Hi again, following up on anxiety spiral pt. 1 and 2 to say that my fourteen-year old is now with me a lot of the time. Whenever I feel anxious, I check in with her, ask her how she’s doing, hug her, make her a hot chocolate. There is a lot of grieving involved as I am realising how difficult life was for her and how lonely she actually felt. I have managed to be kinder towards my anxiety (although I still sometimes get annoyed by it because it just costs so much energy and often time), also because I have learned from my former therapist that anxiety is just energy with nowhere to go, that there is always some other feeling underneath it that’s not being given the space and care it wants. I am regularly practicing somatic release, just letting my body shake things out, and it is helping, but I do sometimes wonder if I shouldn’t just take a break, give myself some time to just be as I am right now and not constantly work on myself. I used to always be super busy to avoid feeling my feelings and now just resting, not doing anything, feels very scary and unsafe, like there will be some bomb going off somewhere at any moment. Do you have any thoughts on this? Thank you.
Answer:
I think that is a brilliant idea and here is why. When athletes are in training, there is always a plateau week. During this week (something like week 4 of a training regimen), they have weeks where they let their bodies acclimate, and take time to basically honor all that they’ve done to get to this new level. It’s not time off, but it is like a recovery period – they are still training, but with less intensity. It is possible that both your brain and your body are ready for a recovery period from the emotional growth work you’ve been doing. A time to say, “Thank you.” A time to celebrate. A time to rest.

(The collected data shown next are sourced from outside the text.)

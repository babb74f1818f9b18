//! # Shoecart Storefront Library
//!
//! Cart store, notifications and the command layer of the shoe store, plus
//! the `shoecart` CLI host that drives them.
//!
//! ## Module Organization
//! ```text
//! shoecart_storefront/
//! ├── lib.rs          ◄─── You are here (startup & run)
//! ├── cli.rs          ◄─── clap flags and subcommands
//! ├── state/
//! │   ├── mod.rs      ◄─── State type exports
//! │   ├── cart.rs     ◄─── CartStore (stock checks, persistence, toasts)
//! │   └── config.rs   ◄─── AppConfig (env + defaults, currency format)
//! ├── commands/
//! │   ├── mod.rs      ◄─── Command exports
//! │   └── cart.rs     ◄─── get_cart, add_to_cart, remove_from_cart, ...
//! ├── toast.rs        ◄─── Toast, ToastSink, ToastLog, TracingToasts
//! ├── messages.rs     ◄─── Locale and the localized toast texts
//! └── error.rs        ◄─── CartError (→ toast), AppError (host)
//! ```

pub mod cli;
pub mod commands;
pub mod error;
pub mod messages;
pub mod state;
pub mod toast;

use directories::ProjectDirs;
use std::fmt::Write as _;
use std::path::PathBuf;
use std::process::ExitCode;
use std::sync::Arc;
use tracing::{error, info};
use tracing_subscriber::EnvFilter;

use shoecart_catalog::CatalogClient;
use shoecart_db::{Database, DbConfig, LocalStorage, MemoryStorage};

use cli::{Cli, Command};
use commands::cart::CartResponse;
use error::{AppError, AppResult};
use state::{AppConfig, CartStore, StoreOptions};
use toast::{ToastLog, TracingToasts};

/// Runs one CLI invocation.
///
/// ## Startup Sequence
/// ```text
/// ┌─────────────────────────────────────────────────────────────────────────┐
/// │                       Application Startup                               │
/// │                                                                         │
/// │  1. Initialize Logging ───────────────────────────────────────────────► │
/// │     • tracing-subscriber with env filter, written to stderr             │
/// │                                                                         │
/// │  2. Load Configuration ───────────────────────────────────────────────► │
/// │     • SHOECART_* env vars, then CLI flags                               │
/// │                                                                         │
/// │  3. Open Local Storage ───────────────────────────────────────────────► │
/// │     • SQLite with WAL mode, migrations (or memory with --ephemeral)     │
/// │                                                                         │
/// │  4. Hydrate CartStore ────────────────────────────────────────────────► │
/// │     • Restore "@RocketShoes:cart"                                       │
/// │                                                                         │
/// │  5. Run Command, print cart, print toasts ────────────────────────────► │
/// │     • exit 1 when any toast was shown                                   │
/// └─────────────────────────────────────────────────────────────────────────┘
/// ```
pub fn run(cli: Cli) -> ExitCode {
    init_tracing();

    let runtime = match tokio::runtime::Builder::new_multi_thread()
        .enable_all()
        .build()
    {
        Ok(runtime) => runtime,
        Err(e) => {
            eprintln!("error: could not start async runtime: {}", e);
            return ExitCode::FAILURE;
        }
    };

    match runtime.block_on(execute(cli)) {
        Ok(code) => code,
        Err(e) => {
            error!(error = %e, "shoecart failed");
            eprintln!("error: {}", e);
            ExitCode::FAILURE
        }
    }
}

async fn execute(cli: Cli) -> AppResult<ExitCode> {
    let mut config = AppConfig::from_env()?;
    cli.apply(&mut config);
    info!(api_url = %config.api_url, locale = %config.locale, "Starting shoecart");

    let catalog = Arc::new(CatalogClient::new(config.catalog())?);

    let (storage, db): (Arc<dyn LocalStorage>, Option<Database>) = if cli.ephemeral {
        info!("Using in-memory local storage");
        (Arc::new(MemoryStorage::new()), None)
    } else {
        let db_path = get_database_path(&config)?;
        info!(?db_path, "Database path determined");

        let db = Database::new(DbConfig::new(db_path)).await?;
        (Arc::new(db.local_storage()), Some(db))
    };

    let toasts = ToastLog::new();
    let store = CartStore::hydrate(
        catalog,
        storage,
        Arc::new((TracingToasts, toasts.clone())),
        StoreOptions {
            storage_key: config.storage_key.clone(),
            messages: config.messages(),
        },
    )
    .await;

    let response = match cli.command.clone().unwrap_or(Command::Show) {
        Command::Show => commands::cart::get_cart(&store),
        Command::Add { id } => commands::cart::add_to_cart(&store, id).await,
        Command::Remove { id } => commands::cart::remove_from_cart(&store, id).await,
        Command::Update { id, amount } => {
            commands::cart::update_cart_item(&store, id, amount).await
        }
    };

    let shown = toasts.drain();
    for toast in &shown {
        eprintln!("{}", toast);
    }

    if cli.json {
        println!("{}", serde_json::to_string_pretty(&response)?);
    } else {
        print!("{}", render_cart(&config, &response));
    }

    if let Some(db) = db {
        db.close().await;
    }

    Ok(if shown.is_empty() {
        ExitCode::SUCCESS
    } else {
        ExitCode::FAILURE
    })
}

/// Plain-text cart listing.
pub fn render_cart(config: &AppConfig, response: &CartResponse) -> String {
    let mut out = String::new();

    if response.items.is_empty() {
        out.push_str("(empty cart)\n");
        return out;
    }

    for item in &response.items {
        let _ = writeln!(
            out,
            "#{:<4} {:<48} {:>3} x {:>12} = {:>12}",
            item.id.get(),
            item.title,
            item.amount,
            config.format_currency(item.price),
            config.format_currency(item.line_total()),
        );
    }

    let _ = writeln!(
        out,
        "{} item(s), {} unit(s), subtotal {}",
        response.totals.item_count,
        response.totals.total_quantity,
        config.format_currency(response.totals.subtotal),
    );

    out
}

/// Initializes the tracing subscriber for structured logging.
///
/// ## Log Levels
/// - `RUST_LOG=debug` - Show debug messages
/// - `RUST_LOG=shoecart=trace` - Show trace for shoecart crates only
/// - Default: `info,shoecart=debug,sqlx=warn`
fn init_tracing() {
    let filter = EnvFilter::try_from_default_env()
        .unwrap_or_else(|_| EnvFilter::new("info,shoecart=debug,sqlx=warn"));

    // stdout carries the cart; logs go to stderr
    tracing_subscriber::fmt()
        .with_env_filter(filter)
        .with_writer(std::io::stderr)
        .init();
}

/// Determines the database file path based on the platform.
///
/// ## Platform-Specific Paths
/// - **macOS**: `~/Library/Application Support/com.shoecart.shoecart/shoecart.db`
/// - **Windows**: `%APPDATA%\shoecart\shoecart\data\shoecart.db`
/// - **Linux**: `~/.local/share/shoecart/shoecart.db`
///
/// `SHOECART_DB_PATH` or `--db` override this.
fn get_database_path(config: &AppConfig) -> AppResult<PathBuf> {
    if let Some(path) = &config.db_path {
        return Ok(path.clone());
    }

    let proj_dirs = ProjectDirs::from("com", "shoecart", "shoecart").ok_or(AppError::DataDir)?;
    let data_dir = proj_dirs.data_dir();

    // Create directory if it doesn't exist
    std::fs::create_dir_all(data_dir)?;

    Ok(data_dir.join("shoecart.db"))
}
//! # Database Error Types
//!
//! Error types for local storage operations.
//!
//! ## Error Flow
//! ```text
//! ┌─────────────────────────────────────────────────────────────────────────┐
//! │                    Error Propagation                                    │
//! │                                                                         │
//! │  SQLite Error (sqlx::Error)                                            │
//! │       │                                                                 │
//! │       ▼                                                                 │
//! │  DbError (this module) ← Adds context and categorization               │
//! │       │                                                                 │
//! │       ├──► hydrate: logged, cart starts empty                          │
//! │       └──► persist: logged, in-memory cart kept                        │
//! │                                                                         │
//! │  Storage failures never reach the shopper as a toast.                  │
//! └─────────────────────────────────────────────────────────────────────────┘
//! ```

use thiserror::Error;

/// Database operation errors.
#[derive(Debug, Error)]
pub enum DbError {
    /// Database connection failed.
    ///
    /// ## When This Occurs
    /// - Database file can't be created (permissions, missing parent dir)
    /// - Disk full
    #[error("Connection failed: {0}")]
    ConnectionFailed(String),

    /// Migration failed.
    #[error("Migration failed: {0}")]
    MigrationFailed(String),

    /// Query execution failed.
    #[error("Query failed: {0}")]
    QueryFailed(String),

    /// Pool exhausted (all connections in use).
    #[error("Connection pool exhausted")]
    PoolExhausted,

    /// The store refused the write (used by test doubles and closed pools).
    #[error("Storage unavailable: {0}")]
    Unavailable(String),

    /// Internal database error.
    #[error("Internal database error: {0}")]
    Internal(String),
}

/// Convert sqlx errors to DbError.
///
/// ## Error Mapping
/// ```text
/// sqlx::Error::Database       → DbError::QueryFailed
/// sqlx::Error::PoolTimedOut   → DbError::PoolExhausted
/// sqlx::Error::PoolClosed     → DbError::Unavailable
/// Other                       → DbError::Internal
/// ```
impl From<sqlx::Error> for DbError {
    fn from(err: sqlx::Error) -> Self {
        match err {
            sqlx::Error::Database(db_err) => DbError::QueryFailed(db_err.message().to_string()),
            sqlx::Error::PoolTimedOut => DbError::PoolExhausted,
            sqlx::Error::PoolClosed => DbError::Unavailable("Pool is closed".to_string()),
            _ => DbError::Internal(err.to_string()),
        }
    }
}

impl From<sqlx::migrate::MigrateError> for DbError {
    fn from(err: sqlx::migrate::MigrateError) -> Self {
        DbError::MigrationFailed(err.to_string())
    }
}

/// Result type for database operations.
pub type DbResult<T> = Result<T, DbError>;
impl CartStore {
    /// Builds a store, restoring the cart persisted under the storage key.
    ///
    /// ## Hydration
    /// - key missing → empty cart
    /// - storage unreadable or value not a cart → empty cart, `warn!`
    ///
    /// A bad stored value is left alone until the next successful mutation
    /// overwrites it.
    pub async fn hydrate(
        catalog: Arc<dyn CatalogApi>,
        storage: Arc<dyn LocalStorage>,
        toasts: Arc<dyn ToastSink>,
        options: StoreOptions,
    ) -> Self {
        let cart = load_cart(storage.as_ref(), &options.storage_key).await;
        info!(
            key = %options.storage_key,
            items = cart.len(),
            "Cart hydrated from local storage"
        );

        CartStore {
            catalog,
            storage,
            toasts,
            options,
            cart: RwLock::new(cart),
            gate: Mutex::new(()),
        }
    }

    // =========================================================================
    // Reads
    // =========================================================================

    /// Snapshot of the line items, in insertion order.
    pub fn cart(&self) -> Vec<LineItem> {
        self.read_cart().items().to_vec()
    }

    /// Item count, unit count and subtotal of the current cart.
    pub fn totals(&self) -> CartTotals {
        self.read_cart().totals()
    }

    /// Runs `f` against the current cart under a read guard.
    pub fn with_cart<F, R>(&self, f: F) -> R
    where
        F: FnOnce(&Cart) -> R,
    {
        f(&self.read_cart())
    }

    pub fn messages(&self) -> &Messages {
        &self.options.messages
    }

    // =========================================================================
    // Mutations
    // =========================================================================

    /// Adds one unit of `id`.
    ///
    /// Returns whether the cart changed. Failures are toasted, not returned.
    pub async fn add_product(&self, id: ProductId) -> bool {
        debug!(product_id = %id, "add_product");
        let _gate = self.gate.lock().await;

        let result = self.try_add(id).await;
        self.settle(CartOp::Add, id, result)
    }

    /// Removes the line for `id`.
    pub async fn remove_product(&self, id: ProductId) -> bool {
        debug!(product_id = %id, "remove_product");
        let _gate = self.gate.lock().await;

        let result = self.try_remove(id).await;
        self.settle(CartOp::Remove, id, result)
    }

    /// Sets the quantity of `id` to `amount`.
    ///
    /// `amount <= 0` is ignored without a network call or a toast.
    pub async fn update_product_amount(&self, id: ProductId, amount: i64) -> bool {
        let Some(amount) = requested_amount(amount) else {
            debug!(product_id = %id, amount, "Ignoring non-positive quantity");
            return false;
        };

        debug!(product_id = %id, amount, "update_product_amount");
        let _gate = self.gate.lock().await;

        let result = self.try_update(id, amount).await;
        self.settle(CartOp::Update, id, result)
    }

    /// Shows the toast for a fault raised outside the store (bad CLI input).
    pub fn report(&self, op: CartOp, err: &CartError) {
        warn!(op = %op, error = %err, "Cart operation rejected");
        self.toasts.show(err.toast(op, &self.options.messages));
    }

    async fn try_add(&self, id: ProductId) -> CartResult<()> {
        let stock = self.catalog.stock(id).await?;
        let in_cart = self.read_cart().contains(id);

        let snapshot = if in_cart {
            let mut cart = self.write_cart();
            let amount = cart.increment(id, stock)?;
            debug!(product_id = %id, amount, "Incremented cart line");
            cart.clone()
        } else {
            if stock.is_empty() {
                return Err(CoreError::Unavailable(id).into());
            }

            let details = self.catalog.product(id).await?;
            let mut cart = self.write_cart();
            cart.insert(&details, stock)?;
            debug!(product_id = %id, title = %details.title, "Added cart line");
            cart.clone()
        };

        self.persist(&snapshot).await;
        Ok(())
    }

    async fn try_remove(&self, id: ProductId) -> CartResult<()> {
        let snapshot = {
            let mut cart = self.write_cart();
            cart.remove(id)?;
            cart.clone()
        };

        self.persist(&snapshot).await;
        Ok(())
    }

    async fn try_update(&self, id: ProductId, amount: u32) -> CartResult<()> {
        let stock = self.catalog.stock(id).await?;

        let snapshot = {
            let mut cart = self.write_cart();
            cart.set_amount(id, amount, stock)?;
            cart.clone()
        };

        self.persist(&snapshot).await;
        Ok(())
    }

    /// Logs and toasts a failed mutation. Returns whether it succeeded.
    fn settle(&self, op: CartOp, id: ProductId, result: CartResult<()>) -> bool {
        match result {
            Ok(()) => true,
            Err(err) => {
                warn!(op = %op, product_id = %id, error = %err, "Cart operation failed");
                self.toasts.show(err.toast(op, &self.options.messages));
                false
            }
        }
    }

    /// Writes the cart to local storage. Failures are logged only.
    async fn persist(&self, cart: &Cart) {
        let value = match serde_json::to_string(cart) {
            Ok(value) => value,
            Err(e) => {
                error!(error = %e, "Failed to serialize cart");
                return;
            }
        };

        if let Err(e) = self
            .storage
            .set_item(&self.options.storage_key, &value)
            .await
        {
            warn!(
                key = %self.options.storage_key,
                error = %e,
                "Failed to persist cart, keeping in-memory state"
            );
        }
    }

    fn read_cart(&self) -> RwLockReadGuard<'_, Cart> {
        self.cart.read().unwrap_or_else(PoisonError::into_inner)
    }

    fn write_cart(&self) -> RwLockWriteGuard<'_, Cart> {
        self.cart.write().unwrap_or_else(PoisonError::into_inner)
    }
}
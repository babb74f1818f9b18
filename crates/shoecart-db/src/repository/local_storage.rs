//! # Local Storage Repository
//!
//! SQLite implementation of [`LocalStorage`].
//!
//! ## Table
//! ```text
//! local_storage
//! ├── key         TEXT PRIMARY KEY
//! ├── value       TEXT NOT NULL      ← the cart JSON lives here
//! └── updated_at  TEXT NOT NULL      ← RFC 3339, set on every write
//! ```

use async_trait::async_trait;
use chrono::{DateTime, Utc};
use sqlx::SqlitePool;
use tracing::debug;

use crate::error::DbResult;
use crate::storage::LocalStorage;

/// A stored value with its write time.
#[derive(Debug, Clone, PartialEq, Eq, sqlx::FromRow)]
pub struct StorageEntry {
    pub key: String,
    pub value: String,
    pub updated_at: DateTime<Utc>,
}

/// Repository for the `local_storage` table.
///
/// ## Usage
/// ```rust,ignore
/// let repo = LocalStorageRepository::new(pool);
/// repo.set_item("@RocketShoes:cart", "[]").await?;
/// ```
#[derive(Debug, Clone)]
pub struct LocalStorageRepository {
    pool: SqlitePool,
}

impl LocalStorageRepository {
    /// Creates a new LocalStorageRepository.
    pub fn new(pool: SqlitePool) -> Self {
        LocalStorageRepository { pool }
    }

    /// Returns the full row for `key`, including when it was last written.
    pub async fn get_entry(&self, key: &str) -> DbResult<Option<StorageEntry>> {
        let entry = sqlx::query_as::<_, StorageEntry>(
            "SELECT key, value, updated_at FROM local_storage WHERE key = ?",
        )
        .bind(key)
        .fetch_optional(&self.pool)
        .await?;

        Ok(entry)
    }
}

#[async_trait]
impl LocalStorage for LocalStorageRepository {
    async fn get_item(&self, key: &str) -> DbResult<Option<String>> {
        debug!(key = %key, "Reading local storage");

        let value: Option<String> =
            sqlx::query_scalar("SELECT value FROM local_storage WHERE key = ?")
                .bind(key)
                .fetch_optional(&self.pool)
                .await?;

        Ok(value)
    }

    async fn set_item(&self, key: &str, value: &str) -> DbResult<()> {
        debug!(key = %key, bytes = value.len(), "Writing local storage");

        sqlx::query(
            r#"
            INSERT INTO local_storage (key, value, updated_at)
            VALUES (?, ?, ?)
            ON CONFLICT(key) DO UPDATE SET
                value = excluded.value,
                updated_at = excluded.updated_at
            "#,
        )
        .bind(key)
        .bind(value)
        .bind(Utc::now())
        .execute(&self.pool)
        .await?;

        Ok(())
    }

    async fn remove_item(&self, key: &str) -> DbResult<bool> {
        debug!(key = %key, "Removing local storage key");

        let result = sqlx::query("DELETE FROM local_storage WHERE key = ?")
            .bind(key)
            .execute(&self.pool)
            .await?;

        Ok(result.rows_affected() > 0)
    }

    async fn keys(&self) -> DbResult<Vec<String>> {
        let keys = sqlx::query_scalar("SELECT key FROM local_storage ORDER BY key")
            .fetch_all(&self.pool)
            .await?;

        Ok(keys)
    }

    async fn clear(&self) -> DbResult<()> {
        debug!("Clearing local storage");

        sqlx::query("DELETE FROM local_storage")
            .execute(&self.pool)
            .await?;

        Ok(())
    }
}

// =============================================================================
// Unit Tests
// =============================================================================
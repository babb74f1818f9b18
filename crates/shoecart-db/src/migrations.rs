//! # Database Migrations
//!
//! Embedded SQL migrations for the local storage database.
//!
//! ## Adding New Migrations
//!
//! 1. Create a new file in `migrations/sqlite/` with the next sequence number
//! 2. Name format: `NNN_description.sql`
//! 3. Write idempotent SQL (use `IF NOT EXISTS` where possible)
//! 4. **NEVER** modify existing migrations - always add new ones

use sqlx::SqlitePool;
use tracing::info;

use crate::error::{DbError, DbResult};

/// Embedded migrations from the workspace `migrations/sqlite` directory.
///
/// ```text
/// migrations/sqlite/
/// └── 001_local_storage.sql   # key / value / updated_at
/// ```
static MIGRATOR: sqlx::migrate::Migrator = sqlx::migrate!("../../migrations/sqlite");

/// Runs all pending database migrations.
///
/// Idempotent and transactional per migration.
pub async fn run_migrations(pool: &SqlitePool) -> DbResult<()> {
    info!("Checking for pending migrations");

    MIGRATOR.run(pool).await?;

    info!("All migrations applied successfully");
    Ok(())
}

/// Returns `(total_migrations, applied_migrations)` for diagnostics.
pub async fn migration_status(pool: &SqlitePool) -> DbResult<(usize, usize)> {
    let total = MIGRATOR.migrations.len();

    let applied: i64 = sqlx::query_scalar("SELECT COUNT(*) FROM _sqlx_migrations")
        .fetch_one(pool)
        .await?;
    let applied = usize::try_from(applied)
        .map_err(|_| DbError::Internal(format!("negative migration count {}", applied)))?;

    Ok((total, applied))
}

#[cfg(test)]
mod tests {
    use super::*;
    use crate::{Database, DbConfig};

    #[tokio::test]
    async fn test_all_migrations_applied() {
        let db = Database::new(DbConfig::in_memory()).await.unwrap();

        let (total, applied) = migration_status(db.pool()).await.unwrap();

        assert_eq!(total, applied);
        assert!(total >= 1);
    }

    #[tokio::test]
    async fn test_status_on_closed_pool_is_an_error() {
        let db = Database::new(DbConfig::in_memory()).await.unwrap();
        db.close().await;

        let err = migration_status(db.pool()).await.unwrap_err();

        assert!(matches!(err, DbError::Unavailable(_)));
    }

    #[tokio::test]
    async fn test_migrations_are_idempotent() {
        let db = Database::new(DbConfig::in_memory()).await.unwrap();

        db.run_migrations().await.unwrap();

        let (total, applied) = migration_status(db.pool()).await.unwrap();
        assert_eq!(total, applied);
    }
}
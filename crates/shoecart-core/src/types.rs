//! # Domain Types
//!
//! Core domain types used throughout Shoecart.
//!
//! ## Type Hierarchy
//! ```text
//! ┌─────────────────────────────────────────────────────────────────────────┐
//! │                         Domain Types                                    │
//! │                                                                         │
//! │  ┌─────────────────┐   ┌─────────────────┐   ┌─────────────────┐       │
//! │  │ ProductDetails  │   │     Stock       │   │    LineItem     │       │
//! │  │  ─────────────  │   │  ─────────────  │   │  ─────────────  │       │
//! │  │  id             │   │  amount         │   │  id             │       │
//! │  │  title          │   │                 │   │  title          │       │
//! │  │  price          │   │  GET /stock/:id │   │  price          │       │
//! │  │  image          │   └─────────────────┘   │  image          │       │
//! │  │                 │                         │  amount         │       │
//! │  │ GET /products/  │ ── snapshot on add ───► │                 │       │
//! │  └─────────────────┘                         └─────────────────┘       │
//! └─────────────────────────────────────────────────────────────────────────┘
//! ```
//!
//! ## Persisted Shape
//! `LineItem` serializes to exactly `{ id, title, price, image, amount }`.
//! Do not rename fields: carts already written under [`crate::CART_STORAGE_KEY`]
//! must keep loading.

use serde::{Deserialize, Serialize};
use std::fmt;
use ts_rs::TS;

use crate::money::Money;

// =============================================================================
// Product ID
// =============================================================================

/// Identifier of a product in the stock service.
#[derive(Debug, Clone, Copy, PartialEq, Eq, PartialOrd, Ord, Hash, Serialize, Deserialize, TS)]
#[ts(export)]
pub struct ProductId(u32);

impl ProductId {
    /// Wraps a raw identifier. Use [`crate::validation::validate_product_id`]
    /// for untrusted input.
    #[inline]
    pub const fn new(id: u32) -> Self {
        ProductId(id)
    }

    /// Returns the raw identifier.
    #[inline]
    pub const fn get(&self) -> u32 {
        self.0
    }
}

impl fmt::Display for ProductId {
    fn fmt(&self, f: &mut fmt::Formatter<'_>) -> fmt::Result {
        self.0.fmt(f)
    }
}

impl From<u32> for ProductId {
    fn from(id: u32) -> Self {
        ProductId(id)
    }
}

// =============================================================================
// Stock
// =============================================================================

/// Available quantity reported by the stock service (`{ "amount": 5 }`).
#[derive(Debug, Clone, Copy, PartialEq, Eq, Serialize, Deserialize, TS)]
#[ts(export)]
pub struct Stock {
    pub amount: u32,
}

impl Stock {
    #[inline]
    pub const fn new(amount: u32) -> Self {
        Stock { amount }
    }

    /// Nothing left to sell.
    #[inline]
    pub const fn is_empty(&self) -> bool {
        self.amount == 0
    }

    /// Whether a line may hold `quantity` units.
    #[inline]
    pub const fn covers(&self, quantity: u32) -> bool {
        quantity <= self.amount
    }
}

// =============================================================================
// Product Details
// =============================================================================

/// Product metadata from `GET /products/{id}`.
#[derive(Debug, Clone, PartialEq, Serialize, Deserialize, TS)]
#[ts(export)]
pub struct ProductDetails {
    pub id: ProductId,
    /// Display title.
    pub title: String,
    /// Unit price.
    pub price: Money,
    /// Image URL.
    pub image: String,
}

// =============================================================================
// Line Item
// =============================================================================

/// A product plus chosen quantity within the cart.
///
/// Title, price and image are frozen when the product first enters the cart;
/// later catalog changes do not rewrite existing lines.
#[derive(Debug, Clone, PartialEq, Eq, Serialize, Deserialize, TS)]
#[ts(export)]
pub struct LineItem {
    pub id: ProductId,
    pub title: String,
    pub price: Money,
    pub image: String,
    /// Quantity in cart. Always >= 1.
    pub amount: u32,
}

impl LineItem {
    /// Snapshots product details into a new line.
    pub fn from_details(details: &ProductDetails, amount: u32) -> Self {
        LineItem {
            id: details.id,
            title: details.title.clone(),
            price: details.price,
            image: details.image.clone(),
            amount,
        }
    }

    /// Unit price × quantity.
    #[inline]
    pub fn line_total(&self) -> Money {
        self.price.multiply_quantity(self.amount)
    }
}

// =============================================================================
// Unit Tests
// =============================================================================

#[cfg(test)]
mod tests {
    use super::*;

    #[test]
    fn test_line_item_reads_storefront_json() {
        let json = r#"{
            "id": 1,
            "title": "Tênis de Caminhada Leve Confortável",
            "price": 179.9,
            "image": "https://rocketseat-cdn.s3-sa-east-1.amazonaws.com/modulo-redux/tenis1.jpg",
            "amount": 2
        }"#;

        let item: LineItem = serde_json::from_str(json).unwrap();
        assert_eq!(item.id, ProductId::new(1));
        assert_eq!(item.price, Money::from_cents(17990));
        assert_eq!(item.amount, 2);
        assert_eq!(item.line_total(), Money::from_cents(35980));
    }

    #[test]
    fn test_line_item_field_names_are_stable() {
        let item = LineItem {
            id: ProductId::new(3),
            title: "Tênis Adidas Duramo Lite 2.0".to_string(),
            price: Money::from_cents(21900),
            image: "tenis3.jpg".to_string(),
            amount: 1,
        };

        let value = serde_json::to_value(&item).unwrap();
        assert_eq!(
            value,
            serde_json::json!({
                "id": 3,
                "title": "Tênis Adidas Duramo Lite 2.0",
                "price": 219.0,
                "image": "tenis3.jpg",
                "amount": 1
            })
        );
    }

    #[test]
    fn test_stock_covers() {
        let stock = Stock::new(3);
        assert!(stock.covers(3));
        assert!(!stock.covers(4));
        assert!(!stock.is_empty());
        assert!(Stock::new(0).is_empty());
    }

    #[test]
    fn test_negative_stock_is_rejected() {
        assert!(serde_json::from_str::<Stock>(r#"{ "amount": -1 }"#).is_err());
    }
}
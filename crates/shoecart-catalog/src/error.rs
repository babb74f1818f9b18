//! Catalog errors.

use thiserror::Error;

/// Errors that can occur when calling the stock service.
#[derive(Debug, Error)]
pub enum CatalogError {
    /// The configured base URL can't be used.
    #[error("Invalid catalog URL: {0}")]
    InvalidUrl(String),

    /// The HTTP client could not be built.
    #[error("Catalog client setup failed: {0}")]
    Client(String),

    /// HTTP request failed before a response arrived.
    #[error("Catalog request failed: {0}")]
    Request(String),

    /// No response within the configured timeout.
    #[error("Catalog request timed out")]
    Timeout,

    /// The service has no such resource (HTTP 404).
    #[error("{resource} {id} not found")]
    NotFound { resource: &'static str, id: u32 },

    /// Any other non-success status.
    #[error("Catalog returned HTTP {status} for {url}")]
    Status { status: u16, url: String },

    /// Failed to parse the response body.
    #[error("Catalog response error: {0}")]
    Response(String),
}

impl From<reqwest::Error> for CatalogError {
    fn from(err: reqwest::Error) -> Self {
        if err.is_timeout() {
            CatalogError::Timeout
        } else if err.is_decode() {
            CatalogError::Response(err.to_string())
        } else {
            CatalogError::Request(err.to_string())
        }
    }
}

/// Result type for catalog operations.
pub type CatalogResult<T> = Result<T, CatalogError>;

#[cfg(test)]
mod tests {
    use super::*;

    #[test]
    fn test_not_found_message() {
        let err = CatalogError::NotFound {
            resource: "stock",
            id: 12,
        };
        assert_eq!(err.to_string(), "stock 12 not found");
    }
}
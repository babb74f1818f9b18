//! # State Module
//!
//! Long-lived state shared by every command.
//!
//! ```text
//! ┌─────────────────────────────────────────────────────────────────────────┐
//! │                    State Architecture                                   │
//! │                                                                         │
//! │  ┌──────────────────────────────┐     ┌──────────────────────────────┐ │
//! │  │          CartStore           │     │          AppConfig           │ │
//! │  │                              │     │                              │ │
//! │  │  Arc<dyn CatalogApi>         │     │  api_url, timeout            │ │
//! │  │  Arc<dyn LocalStorage>       │     │  db_path, storage_key        │ │
//! │  │  Arc<dyn ToastSink>          │     │  locale                      │ │
//! │  │  RwLock<Cart> + async gate   │     │                              │ │
//! │  └──────────────────────────────┘     └──────────────────────────────┘ │
//! │                                                                         │
//! │  THREAD SAFETY:                                                        │
//! │  • CartStore: mutations serialized by the gate, reads by RwLock        │
//! │  • AppConfig: read-only after initialization                           │
//! └─────────────────────────────────────────────────────────────────────────┘
//! ```

mod cart;
mod config;

pub use cart::{CartStore, StoreOptions};
pub use config::AppConfig;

It makes sense that you feel unsafe and scared if you think, “A bomb could go off at any moment.” Of course you feel this way. Let’s say for now that the result you’d like to create for yourself is to feel safe and okay with deciding to rest. What do you think you’d need to do to lean into the idea that it’s safe and okay for you to rest? What feeling would inspire you to take those actions? What thoughts would create this feeling for you? I’d like for you to keep the idea of the minimum baseline with you as you think of what you’d need to do to create this result. You don’t have to be giving 100% (or 90% or even 80%) all the time to see a change. Come back when you’ve worked through this with part 4. You’re doing great work. We’re here to support you with what you need.